• **Exercise directions**: Please return every line of the records below that holds the word "StepItem".

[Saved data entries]
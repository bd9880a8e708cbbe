//! Durable-infrastructure contracts and their in-memory implementations.
//!
//! The executor coordinates with four external services: a state cache with
//! TTL, a distributed named run lock, a cancellation-signal store, and a blob
//! store for binary message content. Production backends live behind these
//! traits; the in-memory variants back the tests and single-process use.

mod in_memory;
mod traits;

pub use in_memory::{
    InMemoryCancellationCache, InMemoryRunLock, InMemoryStateCache, InMemoryStorage,
};
pub use traits::{
    AgentCancellationCache, AgentRunLock, AgentStateCache, DEFAULT_LOCK_TTL, DEFAULT_STATE_TTL,
    DownloadUrlRequest, RunLockHandle, StorageService, StoredFile, UploadRequest,
};
/// Drive the loop to a terminal [`LoopResult`].
pub(crate) fn run_step_loop(params: LoopParams) -> impl Stream<Item = LoopItem> + Send {
    async_stream::stream! {
        let LoopParams {
            services,
            manifest,
            tools,
            descriptors,
            mut state,
            ctx,
            parent_manifest_id,
            previous_elapsed_ms,
            start,
        } = params;

        loop {
            // Cancellation: the abort flag is the source of truth; the
            // cancellation store is folded into it at iteration boundaries so
            // external operators can reach a running executor.
            if !ctx.is_aborted() {
                match services.cancellations.get(&ctx, &state.run_id).await {
                    Ok(true) => ctx.abort(),
                    Ok(false) => {}
                    Err(e) => warn!(error = %e, run = %state.run_id, "Cancellation store lookup failed"),
                }
            }
            if ctx.is_aborted() {
                yield LoopItem::Done(LoopResult::Cancelled { final_state: state });
                return;
            }

            // Timeout, accumulated across resumes.
            let elapsed_ms = previous_elapsed_ms
                + u64::try_from(start.elapsed().as_millis()).unwrap_or(u64::MAX);
            if elapsed_ms > state.timeout_ms {
                yield LoopItem::Done(LoopResult::Error {
                    error: Error::Timeout {
                        elapsed_ms,
                        timeout_ms: state.timeout_ms,
                    },
                    final_state: state,
                });
                return;
            }

            state.current_step_number += 1;
            let step_number = state.current_step_number;
            debug!(agent = %manifest.id, step = step_number, "Starting step");

            let overrides = match manifest
                .hooks
                .fire_step_start(hook_ctx(&state, &manifest, step_number))
                .await
            {
                Ok(overrides) => overrides,
                Err(error) => {
                    yield LoopItem::Done(LoopResult::Error { error, final_state: state });
                    return;
                }
            };
            let mut tool_choice = None;
            let mut active_tools = None;
            if let Some(overrides) = overrides {
                if let Some(messages) = overrides.messages {
                    state.messages = messages;
                }
                tool_choice = overrides.tool_choice;
                active_tools = overrides.active_tools;
            }

            if manifest.streaming.allows(EventKind::StepStart) {
                yield LoopItem::Event(AgentEvent::now(
                    manifest.id.clone(),
                    parent_manifest_id.clone(),
                    step_number,
                    EventPayload::StepStart,
                ));
            }

            // Stream the LLM step.
            let step_stream = stream_step(StepRequest {
                gateway: Arc::clone(&services.gateway),
                ctx: ctx.clone(),
                provider: manifest.provider.clone(),
                messages: state.messages.clone(),
                tools: descriptors.clone(),
                tool_choice,
                active_tools,
                streaming: manifest.streaming.clone(),
                step_number,
                manifest_id: manifest.id.clone(),
                parent_manifest_id: parent_manifest_id.clone(),
            });
            futures::pin_mut!(step_stream);
            let mut terminal = None;
            while let Some(item) = step_stream.next().await {
                match item {
                    StepItem::Event(event) => yield LoopItem::Event(event),
                    StepItem::Done(result) => terminal = Some(result),
                }
            }
            let aggregate = match terminal {
                Some(Ok(aggregate)) => aggregate,
                Some(Err(error)) => {
                    // A provider failure while aborted is a cancellation, not
                    // an error.
                    if ctx.is_aborted() {
                        yield LoopItem::Done(LoopResult::Cancelled { final_state: state });
                    } else {
                        yield LoopItem::Done(LoopResult::Error { error, final_state: state });
                    }
                    return;
                }
                None => {
                    yield LoopItem::Done(LoopResult::Error {
                        error: Error::internal("step stream ended without a terminal value"),
                        final_state: state,
                    });
                    return;
                }
            };

            // Approval gate: persist the iteration's assistant record without
            // any tool results and suspend.
            if !aggregate.approval_requests.is_empty() {
                if let Some(message) = assistant_message(&aggregate) {
                    state.messages.push(message);
                }
                state.touch();
                yield LoopItem::Done(LoopResult::Suspended {
                    suspensions: aggregate.approval_requests,
                    branches: Vec::new(),
                    completed_tool_results: Vec::new(),
                    final_state: state,
                });
                return;
            }

            // Dispatch the step's executable calls. Output-tool calls are
            // virtual and validated below instead of dispatched.
            let output_tool_name = manifest
                .output_tool
                .as_ref()
                .map(|spec| spec.definition.name.clone());
            let (output_calls, exec_calls): (Vec<ToolCall>, Vec<ToolCall>) =
                aggregate.tool_calls.iter().cloned().partition(|call| {
                    Some(&call.tool_name) == output_tool_name.as_ref()
                });

            let dispatch = dispatch_tools(
                exec_calls,
                tools.clone(),
                ExecutionContext {
                    ctx: ctx.clone(),
                    state_id: state.run_id.clone(),
                    manifest_id: manifest.id.clone(),
                    parent_manifest_id: parent_manifest_id.clone(),
                    step_number,
                    messages: Arc::new(state.messages.clone()),
                },
            );
            futures::pin_mut!(dispatch);
            let mut verdict = None;
            while let Some(item) = dispatch.next().await {
                match item {
                    DispatchItem::Event(event) => yield LoopItem::Event(event),
                    DispatchItem::Done(outcome) => verdict = Some(outcome),
                }
            }
            let verdict = verdict.unwrap_or(DispatchOutcome::Completed {
                results: Vec::new(),
            });

            // Configurable tool-result events cover completed calls only,
            // never suspended branches.
            let completed = match &verdict {
                DispatchOutcome::Completed { results } => results.clone(),
                DispatchOutcome::Suspended {
                    completed_results, ..
                } => completed_results.clone(),
            };
            if manifest.streaming.allows(EventKind::ToolResult) {
                for tool_result in &completed {
                    yield LoopItem::Event(AgentEvent::now(
                        manifest.id.clone(),
                        parent_manifest_id.clone(),
                        step_number,
                        EventPayload::ToolResult {
                            tool_result: tool_result.clone(),
                        },
                    ));
                }
            }

            // Sub-agent suspension: the completed peers stay out of the
            // message stream and ride along for replay on resume.
            if let DispatchOutcome::Suspended {
                branches,
                completed_results,
            } = verdict
            {
                if let Some(message) = assistant_message(&aggregate) {
                    state.messages.push(message);
                }
                state.touch();
                yield LoopItem::Done(LoopResult::Suspended {
                    suspensions: Vec::new(),
                    branches,
                    completed_tool_results: completed_results,
                    final_state: state,
                });
                return;
            }
            let mut results = completed;

            // Output-tool validation.
            if let (Some(spec), Some(call)) =
                (manifest.output_tool.as_ref(), output_calls.first())
            {
                match spec.validate(&call.args) {
                    Ok(()) => {
                        let recorded = ToolResultPart::success(
                            &call.id,
                            &call.tool_name,
                            json!({"status": "recorded"}),
                        );
                        if manifest.streaming.allows(EventKind::ToolResult) {
                            yield LoopItem::Event(AgentEvent::now(
                                manifest.id.clone(),
                                parent_manifest_id.clone(),
                                step_number,
                                EventPayload::ToolResult {
                                    tool_result: recorded.clone(),
                                },
                            ));
                        }
                        results.push(recorded);
                    }
                    Err(reason) => {
                        if state.output_validation_retries >= spec.max_retries {
                            let retries = state.output_validation_retries;
                            yield LoopItem::Done(LoopResult::Error {
                                error: Error::OutputValidation {
                                    retries,
                                    message: reason,
                                },
                                final_state: state,
                            });
                            return;
                        }
                        state.output_validation_retries += 1;
                        results.push(ToolResultPart::error(
                            &call.id,
                            &call.tool_name,
                            format!("invalid arguments: {reason}"),
                        ));
                        if let Some(message) = assistant_message(&aggregate) {
                            state.messages.push(message);
                        }
                        state.messages.push(Message::tool_results(results));
                        state.messages.push(Message::user(format!(
                            "The '{name}' arguments were invalid: {reason}. \
                             Call '{name}' again with corrected arguments.",
                            name = call.tool_name,
                        )));
                        state.touch();
                        continue;
                    }
                }
            }

            // Record the step.
            let record = StepRecord {
                step_number,
                text: (!aggregate.text.is_empty()).then(|| aggregate.text.clone()),
                tool_calls: aggregate.tool_calls.clone(),
                tool_results: results.clone(),
                finish_reason: aggregate.finish_reason,
                usage: aggregate.usage,
            };
            state.steps.push(record.clone());

            if manifest.streaming.allows(EventKind::StepFinish) {
                yield LoopItem::Event(AgentEvent::now(
                    manifest.id.clone(),
                    parent_manifest_id.clone(),
                    step_number,
                    EventPayload::StepFinish {
                        finish_reason: Some(aggregate.finish_reason),
                        usage: Some(aggregate.usage),
                    },
                ));
            }

            if let Err(error) = manifest
                .hooks
                .fire_step_finish(hook_ctx(&state, &manifest, step_number), record)
                .await
            {
                yield LoopItem::Done(LoopResult::Error { error, final_state: state });
                return;
            }

            // Append the iteration messages. The final step's reply lands in
            // the conversation too, so a later reply input can continue it.
            if let Some(message) = assistant_message(&aggregate) {
                state.messages.push(message);
            }
            if !results.is_empty() {
                state.messages.push(Message::tool_results(results));
            }
            state.touch();

            if stop_condition_fires(&manifest, step_number, &aggregate) {
                let result = build_agent_result(&manifest, &state.steps);
                debug!(agent = %manifest.id, steps = step_number, "Stop condition fired");
                yield LoopItem::Done(LoopResult::Complete {
                    result,
                    final_state: state,
                });
                return;
            }
        }
    }
}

• **Solved exercise**:
                    StepItem::Event(event) => yield LoopItem::Event(event),
                    StepItem::Done(result) => terminal = Some(result),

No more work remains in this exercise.